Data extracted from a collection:
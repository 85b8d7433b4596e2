//! CLI error handling with user-friendly messages.
//!
//! Centralizes error handling for the CLI, providing consistent formatting
//! and appropriate exit codes.

use std::fmt;
use std::process;

use labforge::compute::ComputeError;
use labforge::config::{config_file_path, ConfigFileError};
use labforge::ledger::LedgerError;
use labforge::orchestrator::OrchestratorError;
use labforge::report;

/// CLI-specific errors with user-friendly messages.
#[derive(Debug)]
pub enum CliError {
    /// Failed to initialize logging
    LoggingInit(String),
    /// Configuration error
    Config(String),
    /// Cloud authentication failed
    Auth(ComputeError),
    /// A lab build failed
    Build(OrchestratorError),
    /// A lab teardown failed
    Scuttle(OrchestratorError),
    /// The build ledger could not be read or written
    Ledger(LedgerError),
    /// The ledger could not be rendered as JSON
    LedgerDump(serde_json::Error),
}

impl CliError {
    /// Exit the process with an appropriate error message and code.
    pub fn exit(&self) -> ! {
        eprintln!("Error: {}", self);

        // Print additional help for specific errors
        match self {
            CliError::Config(_) => {
                eprintln!();
                eprintln!("Run 'labforge config init' to create a configuration file,");
                eprintln!("then edit {}", config_file_path().display());
            }
            CliError::Auth(_) => {
                eprintln!();
                eprintln!("Check the [cloud] section of {}:", config_file_path().display());
                eprintln!("  1. auth_url points at your provider's identity endpoint");
                eprintln!("  2. username and api_key are current");
                eprintln!("  3. region matches your account, or is left empty");
            }
            CliError::Build(OrchestratorError::FlavorNotFound { candidates, .. }) => {
                eprintln!();
                eprintln!("Flavors on this account:");
                eprint!("{}", report::flavor_table(candidates));
            }
            CliError::Build(OrchestratorError::ImageNotFound { candidates, .. }) => {
                eprintln!();
                eprintln!("Images on this account:");
                eprint!("{}", report::image_table(candidates));
            }
            CliError::Build(OrchestratorError::ImageAmbiguous { matches, .. }) => {
                eprintln!();
                eprintln!("Matching images:");
                eprint!("{}", report::image_table(matches));
                eprintln!();
                eprintln!("Pass a longer fragment or the image id.");
            }
            CliError::Build(OrchestratorError::NotEnoughRam { .. }) => {
                eprintln!();
                eprintln!("Free quota by scuttling a lab you no longer need:");
                eprintln!("  labforge scuttle <lab>");
            }
            _ => {}
        }

        process::exit(1)
    }
}

impl fmt::Display for CliError {
    fn fmt(&self, f: &mut fmt::Formatter<'_>) -> fmt::Result {
        match self {
            CliError::LoggingInit(msg) => write!(f, "Failed to initialize logging: {}", msg),
            CliError::Config(msg) => write!(f, "Configuration error: {}", msg),
            CliError::Auth(e) => write!(f, "Cloud authentication failed: {}", e),
            CliError::Build(e) => write!(f, "Build failed: {}", e),
            CliError::Scuttle(e) => write!(f, "Teardown failed: {}", e),
            CliError::Ledger(e) => write!(f, "Ledger error: {}", e),
            CliError::LedgerDump(e) => write!(f, "Failed to render ledger: {}", e),
        }
    }
}

impl std::error::Error for CliError {
    fn source(&self) -> Option<&(dyn std::error::Error + 'static)> {
        match self {
            CliError::Auth(e) => Some(e),
            CliError::Build(e) => Some(e),
            CliError::Scuttle(e) => Some(e),
            CliError::Ledger(e) => Some(e),
            CliError::LedgerDump(e) => Some(e),
            _ => None,
        }
    }
}

impl From<ConfigFileError> for CliError {
    fn from(e: ConfigFileError) -> Self {
        CliError::Config(e.to_string())
    }
}

impl From<LedgerError> for CliError {
    fn from(e: LedgerError) -> Self {
        CliError::Ledger(e)
    }
}

impl From<serde_json::Error> for CliError {
    fn from(e: serde_json::Error) -> Self {
        CliError::LedgerDump(e)
    }
}
//! Remote command execution on lab nodes.
//!
//! Once a node is ACTIVE the orchestrator talks to it over SSH: running
//! setup commands, uploading rendered files, and pulling generated
//! secrets back. The [`RemoteShell`] trait is the seam; [`SshShell`] is
//! the production implementation, and tests substitute a recording mock.

use std::fmt;
use std::future::Future;
use std::io;
use std::path::PathBuf;

mod ssh;

pub use ssh::SshShell;

/// Remote shell access to one lab node.
///
/// Hosts are addressed by IP or hostname; authentication is the
/// implementation's concern. Implementations do not retry.
pub trait RemoteShell: Send + Sync {
    /// Runs a command on `host` and returns its stdout.
    fn run(
        &self,
        host: &str,
        command: &str,
    ) -> impl Future<Output = Result<String, RemoteError>> + Send;

    /// Writes `content` to `remote_path` on `host`.
    fn put(
        &self,
        host: &str,
        content: &str,
        remote_path: &str,
    ) -> impl Future<Output = Result<(), RemoteError>> + Send;

    /// Reads the contents of `remote_path` on `host`.
    fn fetch(
        &self,
        host: &str,
        remote_path: &str,
    ) -> impl Future<Output = Result<Vec<u8>, RemoteError>> + Send;
}

/// Connection settings shared by every node in a build.
#[derive(Debug, Clone)]
pub struct ExecSettings {
    /// Login user on the nodes.
    pub user: String,
    /// SSH port.
    pub port: u16,
    /// Private key to authenticate with; agent/default keys when `None`.
    pub key_path: Option<PathBuf>,
    /// TCP connection attempts before the transport gives up.
    pub connect_attempts: u32,
    /// Keepalive interval, in seconds.
    pub keepalive_secs: u32,
}

impl Default for ExecSettings {
    fn default() -> Self {
        Self {
            user: "root".to_string(),
            port: 22,
            key_path: None,
            connect_attempts: 3,
            keepalive_secs: 15,
        }
    }
}

/// Errors that can occur talking to a node.
#[derive(Debug)]
pub enum RemoteError {
    /// The transport process could not be started
    Spawn(String),
    /// I/O error streaming to or from the transport
    Io(io::Error),
    /// The remote command ran and exited non-zero
    CommandFailed { status: i32, stderr: String },
}

impl fmt::Display for RemoteError {
    fn fmt(&self, f: &mut fmt::Formatter<'_>) -> fmt::Result {
        match self {
            Self::Spawn(msg) => write!(f, "Failed to start transport: {}", msg),
            Self::Io(e) => write!(f, "I/O error: {}", e),
            Self::CommandFailed { status, stderr } => {
                write!(f, "Remote command exited with status {}: {}", status, stderr)
            }
        }
    }
}

impl std::error::Error for RemoteError {
    fn source(&self) -> Option<&(dyn std::error::Error + 'static)> {
        match self {
            Self::Io(e) => Some(e),
            _ => None,
        }
    }
}

impl From<io::Error> for RemoteError {
    fn from(e: io::Error) -> Self {
        Self::Io(e)
    }
}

→ REQUIREMENT
Each record above needs to be set down again, word for word.

→ RESULT OF THE EXERCISE
repository 85b8d7433b4596e2
//! CLI error handling with user-friendly messages.
//!
//! Centralizes error handling for the CLI, providing consistent formatting
//! and appropriate exit codes.

use std::fmt;
use std::process;

use labforge::compute::ComputeError;
use labforge::config::{config_file_path, ConfigFileError};
use labforge::ledger::LedgerError;
use labforge::orchestrator::OrchestratorError;
use labforge::report;

/// CLI-specific errors with user-friendly messages.
#[derive(Debug)]
pub enum CliError {
    /// Failed to initialize logging
    LoggingInit(String),
    /// Configuration error
    Config(String),
    /// Cloud authentication failed
    Auth(ComputeError),
    /// A lab build failed
    Build(OrchestratorError),
    /// A lab teardown failed
    Scuttle(OrchestratorError),
    /// The build ledger could not be read or written
    Ledger(LedgerError),
    /// The ledger could not be rendered as JSON
    LedgerDump(serde_json::Error),
}

impl CliError {
    /// Exit the process with an appropriate error message and code.
    pub fn exit(&self) -> ! {
        eprintln!("Error: {}", self);

        // Print additional help for specific errors
        match self {
            CliError::Config(_) => {
                eprintln!();
                eprintln!("Run 'labforge config init' to create a configuration file,");
                eprintln!("then edit {}", config_file_path().display());
            }
            CliError::Auth(_) => {
                eprintln!();
                eprintln!("Check the [cloud] section of {}:", config_file_path().display());
                eprintln!("  1. auth_url points at your provider's identity endpoint");
                eprintln!("  2. username and api_key are current");
                eprintln!("  3. region matches your account, or is left empty");
            }
            CliError::Build(OrchestratorError::FlavorNotFound { candidates, .. }) => {
                eprintln!();
                eprintln!("Flavors on this account:");
                eprint!("{}", report::flavor_table(candidates));
            }
            CliError::Build(OrchestratorError::ImageNotFound { candidates, .. }) => {
                eprintln!();
                eprintln!("Images on this account:");
                eprint!("{}", report::image_table(candidates));
            }
            CliError::Build(OrchestratorError::ImageAmbiguous { matches, .. }) => {
                eprintln!();
                eprintln!("Matching images:");
                eprint!("{}", report::image_table(matches));
                eprintln!();
                eprintln!("Pass a longer fragment or the image id.");
            }
            CliError::Build(OrchestratorError::NotEnoughRam { .. }) => {
                eprintln!();
                eprintln!("Free quota by scuttling a lab you no longer need:");
                eprintln!("  labforge scuttle <lab>");
            }
            _ => {}
        }

        process::exit(1)
    }
}

impl fmt::Display for CliError {
    fn fmt(&self, f: &mut fmt::Formatter<'_>) -> fmt::Result {
        match self {
            CliError::LoggingInit(msg) => write!(f, "Failed to initialize logging: {}", msg),
            CliError::Config(msg) => write!(f, "Configuration error: {}", msg),
            CliError::Auth(e) => write!(f, "Cloud authentication failed: {}", e),
            CliError::Build(e) => write!(f, "Build failed: {}", e),
            CliError::Scuttle(e) => write!(f, "Teardown failed: {}", e),
            CliError::Ledger(e) => write!(f, "Ledger error: {}", e),
            CliError::LedgerDump(e) => write!(f, "Failed to render ledger: {}", e),
        }
    }
}

impl std::error::Error for CliError {
    fn source(&self) -> Option<&(dyn std::error::Error + 'static)> {
        match self {
            CliError::Auth(e) => Some(e),
            CliError::Build(e) => Some(e),
            CliError::Scuttle(e) => Some(e),
            CliError::Ledger(e) => Some(e),
            CliError::LedgerDump(e) => Some(e),
            _ => None,
        }
    }
}

impl From<ConfigFileError> for CliError {
    fn from(e: ConfigFileError) -> Self {
        CliError::Config(e.to_string())
    }
}

impl From<LedgerError> for CliError {
    fn from(e: LedgerError) -> Self {
        CliError::Ledger(e)
    }
}

impl From<serde_json::Error> for CliError {
    fn from(e: serde_json::Error) -> Self {
        CliError::LedgerDump(e)
    }
}
//! Remote command execution on lab nodes.
//!
//! Once a node is ACTIVE the orchestrator talks to it over SSH: running
//! setup commands, uploading rendered files, and pulling generated
//! secrets back. The [`RemoteShell`] trait is the seam; [`SshShell`] is
//! the production implementation, and tests substitute a recording mock.

use std::fmt;
use std::future::Future;
use std::io;
use std::path::PathBuf;

mod ssh;

pub use ssh::SshShell;

/// Remote shell access to one lab node.
///
/// Hosts are addressed by IP or hostname; authentication is the
/// implementation's concern. Implementations do not retry.
pub trait RemoteShell: Send + Sync {
    /// Runs a command on `host` and returns its stdout.
    fn run(
        &self,
        host: &str,
        command: &str,
    ) -> impl Future<Output = Result<String, RemoteError>> + Send;

    /// Writes `content` to `remote_path` on `host`.
    fn put(
        &self,
        host: &str,
        content: &str,
        remote_path: &str,
    ) -> impl Future<Output = Result<(), RemoteError>> + Send;

    /// Reads the contents of `remote_path` on `host`.
    fn fetch(
        &self,
        host: &str,
        remote_path: &str,
    ) -> impl Future<Output = Result<Vec<u8>, RemoteError>> + Send;
}

/// Connection settings shared by every node in a build.
#[derive(Debug, Clone)]
pub struct ExecSettings {
    /// Login user on the nodes.
    pub user: String,
    /// SSH port.
    pub port: u16,
    /// Private key to authenticate with; agent/default keys when `None`.
    pub key_path: Option<PathBuf>,
    /// TCP connection attempts before the transport gives up.
    pub connect_attempts: u32,
    /// Keepalive interval, in seconds.
    pub keepalive_secs: u32,
}

impl Default for ExecSettings {
    fn default() -> Self {
        Self {
            user: "root".to_string(),
            port: 22,
            key_path: None,
            connect_attempts: 3,
            keepalive_secs: 15,
        }
    }
}

/// Errors that can occur talking to a node.
#[derive(Debug)]
pub enum RemoteError {
    /// The transport process could not be started
    Spawn(String),
    /// I/O error streaming to or from the transport
    Io(io::Error),
    /// The remote command ran and exited non-zero
    CommandFailed { status: i32, stderr: String },
}

impl fmt::Display for RemoteError {
    fn fmt(&self, f: &mut fmt::Formatter<'_>) -> fmt::Result {
        match self {
            Self::Spawn(msg) => write!(f, "Failed to start transport: {}", msg),
            Self::Io(e) => write!(f, "I/O error: {}", e),
            Self::CommandFailed { status, stderr } => {
                write!(f, "Remote command exited with status {}: {}", status, stderr)
            }
        }
    }
}

impl std::error::Error for RemoteError {
    fn source(&self) -> Option<&(dyn std::error::Error + 'static)> {
        match self {
            Self::Io(e) => Some(e),
            _ => None,
        }
    }
}

impl From<io::Error> for RemoteError {
    fn from(e: io::Error) -> Self {
        Self::Io(e)
    }
}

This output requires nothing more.